My second Wednesday class is Computers.  Our instructor had us take our first online test in class so we could all get accustomed to the way our SAM (Skills Assessment Manager) program works.  That's wonderful, because there were a few people in the class who had difficulty when they tried to do it at home.  I wasn't one of those people.  In fact, I'd already taken that test.

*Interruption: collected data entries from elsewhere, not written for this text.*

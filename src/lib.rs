//! # uplugin_release
//!
//! Release tooling for Unreal Engine plugin repositories.
//!
//! The core is the release staging assembler: it empties a staging directory
//! and fills it from the plugin checkout through an ordered list of copy
//! instructions. Around it sit the workflows a plugin release needs:
//!
//! - **Stage**: assemble `package-release/` and optionally archive it as
//!   `<product>-<version>.zip` or `.tar.gz`
//! - **NDK**: clean, build (CMake) and vendor the native SDK
//! - **Marketplace**: prepare sources, package with RunUAT and zip
//! - **Format** and **Test**: clang-format and headless automation runs
//!
//! ## Usage
//!
//! ```bash
//! uplugin_release stage --archive zip
//! uplugin_release ndk -p Mac --clean --build --copy
//! uplugin_release marketplace -p Win64 -u 5.3 --binaries false
//! ```

#![deny(unsafe_code)]
#![warn(missing_docs)]
#![warn(rust_2018_idioms)]

pub mod archive;
pub mod cli;
pub mod config;
pub mod error;
pub mod manifest;
pub mod platform;
pub mod process;
pub mod sources;
pub mod staging;

pub use archive::{ArchiveFormat, archive};
pub use cli::Args;
pub use config::ToolConfig;
pub use error::{CliError, ReleaseError, Result};
pub use manifest::read_version;
pub use platform::{BuildConfiguration, EnginePlatform, NdkPlatform, UnrealVersion};
pub use process::CommandSpec;
pub use staging::{CopyInstruction, CopySpec, FolderMode, StagingAssembler};
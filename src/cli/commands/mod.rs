//! Command execution functions for every release workflow.
//!
//! Each workflow runs its steps strictly in order and stops at the first
//! failure; this module turns the outcome into user output and an exit code.

mod format;
mod marketplace;
mod ndk;
mod stage;
mod test;

use crate::cli::{Args, Command, OutputManager, RuntimeConfig, USAGE_EXIT_CODE};
use crate::error::{ReleaseError, Result};
use clap::CommandFactory;

use format::execute_format;
use marketplace::execute_marketplace;
use ndk::{NdkActions, execute_ndk};
use stage::execute_stage;
use test::execute_test;

/// Execute the selected workflow, returning the process exit code
pub async fn execute_command(args: Args) -> Result<i32> {
    let config = match RuntimeConfig::from_args(&args) {
        Ok(config) => config,
        Err(e) => {
            let output = OutputManager::new(args.verbose > 0, args.quiet);
            return Ok(report_failure(&output, &args.command, &e));
        }
    };

    let result = match &args.command {
        Command::Stage { archive, output } => {
            execute_stage(&config, *archive, output.as_deref()).await
        }
        Command::Ndk {
            platform,
            clean,
            build,
            copy,
        } => {
            let actions = NdkActions {
                clean: *clean,
                build: *build,
                copy: *copy,
            };
            execute_ndk(&config, *platform, actions).await
        }
        Command::Marketplace {
            platform,
            unreal,
            binaries,
            keep_temp,
        } => execute_marketplace(&config, *platform, *unreal, *binaries, *keep_temp).await,
        Command::Format => execute_format(&config).await,
        Command::Test {
            platform,
            unreal,
            filter,
        } => execute_test(&config, *platform, *unreal, filter.as_deref()).await,
    };

    match result {
        Ok(()) => {
            if !config.is_quiet() {
                config.success_println(&format!(
                    "Command '{}' completed successfully",
                    args.command.name()
                ));
            }
            Ok(0)
        }
        Err(e) => Ok(report_failure(config.output(), &args.command, &e)),
    }
}

/// Print the failure and pick the exit code: usage errors also print the
/// subcommand usage and exit with [`USAGE_EXIT_CODE`].
fn report_failure(output: &OutputManager, command: &Command, e: &ReleaseError) -> i32 {
    output.error(&format!("Command '{}' failed: {}", command.name(), e));

    if output.is_verbose() {
        let suggestions = e.recovery_suggestions();
        if !suggestions.is_empty() {
            output.println("\n💡 Recovery suggestions:");
            for suggestion in suggestions {
                output.indent(&suggestion);
            }
        }
    }

    if e.is_usage_error() {
        if let Some(usage) = subcommand_usage(command.name()) {
            output.error_plain(&usage);
        }
        USAGE_EXIT_CODE
    } else {
        1
    }
}

fn subcommand_usage(name: &str) -> Option<String> {
    let mut cmd = Args::command();
    cmd.build();
    cmd.find_subcommand_mut(name)
        .map(|sub| sub.render_usage().to_string())
}

#[cfg(test)]
mod tests {
    use super::*;

    #[test]
    fn test_subcommand_usage_names_flags() {
        let usage = subcommand_usage("ndk").unwrap();
        assert!(usage.contains("ndk"));
        assert!(subcommand_usage("missing").is_none());
    }
}
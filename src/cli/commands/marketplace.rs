//! `marketplace` command: package the plugin with RunUAT and zip it.

use crate::archive::{self, ArchiveFormat};
use crate::cli::RuntimeConfig;
use crate::error::Result;
use crate::manifest::{VERSION_FIELD, read_version};
use crate::platform::{EnginePlatform, UnrealVersion};
use crate::process;
use crate::sources::rewrite_sources;
use crate::staging::{self, CopySpec, FolderMode, StagingAssembler, fs::remove_tree};

/// Build output folders dropped when packaging without binaries
const BUILD_OUTPUT_FOLDERS: [&str; 2] = ["Binaries", "Intermediate"];

/// Execute the marketplace command
pub(super) async fn execute_marketplace(
    config: &RuntimeConfig,
    platform: EnginePlatform,
    unreal: UnrealVersion,
    binaries: bool,
    keep_temp: bool,
) -> Result<()> {
    let tool = config.tool();
    let product = config.product();
    let temp_root = config.root().join(&tool.marketplace.temp_dir);
    let copy_root = temp_root.join("Copy");
    let package_dir = temp_root.join(product);

    config.section(&format!("Marketplace package ({} UE {})", platform.as_str(), unreal));

    let mut layout = CopySpec::new();
    for folder in &tool.marketplace.folders {
        layout = layout.folder(folder, FolderMode::Overlay);
    }
    layout = layout.file(config.descriptor_name());

    let assembler = StagingAssembler::new(config.plugin_dir(), &copy_root);
    staging::check_destination(&config.plugin_dir(), &temp_root)?;
    assembler.check_layout(&layout)?;
    config.progress(&format!("Preparing {}", temp_root.display()));
    staging::prepare_destination(&temp_root).await?;

    assembler
        .apply(&layout, |instruction| {
            config.progress(&format!("{}", instruction));
        })
        .await?;

    let source_dir = copy_root.join("Source");
    if source_dir.is_dir() {
        config.progress("Rewriting sources");
        let report = rewrite_sources(&source_dir, tool.copyright_notice.as_deref()).await?;
        for skipped in &report.skipped {
            config.warning_println(&format!(
                "Left non-text file untouched: {}",
                skipped.display()
            ));
        }
        config.verbose_println(&format!("Rewrote {} source files", report.rewritten));
    }

    let build_plugin = platform.build_plugin_command(
        &tool.engine,
        unreal,
        &copy_root.join(config.descriptor_name()),
        &package_dir,
    );
    config.progress(&format!("Running {}", build_plugin));
    process::run_checked(&build_plugin).await?;

    if !binaries {
        for folder in BUILD_OUTPUT_FOLDERS {
            let dir = package_dir.join(folder);
            config.progress(&format!("Removing {}", dir.display()));
            remove_tree(&dir).await?;
        }
    }

    let version = read_version(&package_dir.join(config.descriptor_name()), VERSION_FIELD).await?;
    let archive_base = config
        .root()
        .join(format!("{}_{}_{}", product, version, unreal));
    let archive_path = archive::archive(&package_dir, &archive_base, ArchiveFormat::Zip).await?;
    config.success_println(&format!("Wrote {}", archive_path.display()));

    if keep_temp {
        config.verbose_println(&format!("Keeping {}", temp_root.display()));
    } else {
        remove_tree(&temp_root).await?;
    }

    Ok(())
}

And the next one.  So, instead of taking the test, I helped the people around me.  (We were allowed to confer with our neighbors and our books...that's what we would do at home, right?)  I admit, I enjoyed that.  Plus, I even had time to take the 3rd test, which isn't due for a couple weeks.

Today started with Psychology.  We're not even very far into the class, but I'm already fascinated.  And I know it'll get more interesting from here.  I earned an easy 5 points this morning with the "Question of the Day" and breezed through our in-class worksheet.

Finally came the class I've been dreading since Tuesday:  Composition.  We worked in groups today, and I felt like I had a better class.  I was grouped with three young people (one of whom I was certain was less than half my age), and we had fun putting our assignment together.  I paid attention to how the others in my group worked.  Watched how they pre-wrote, how they put their topic sentence together, and how they wrote in general.  I was surprised to find that what they came up with was very much like what I would have done.  A little bit of weight lifted from my shoulders.

At the end of class, the instructor returned our paragraphs from Tuesday.  As she walked around the room, she told us that everybody who turned one in received a perfect score (Whew!).  She approached me, and I held my breath.

She told me that when she got to mine, she had prepared herself to read a narrative, which is what I'd warned her I'd resorted to before I left class on Tuesday.  Then she told me she liked the way, even in a narrative, I was able to still get all my supporting points in there.

Whaaaaa?  That sounded like a compliment!

She handed me my paper, and I looked at the writing across the top.  100/A, it said.  Good job combining narrative with structural main points and detail!  This is focused!

She liked my paper!  Maybe I can do this school thing, after all.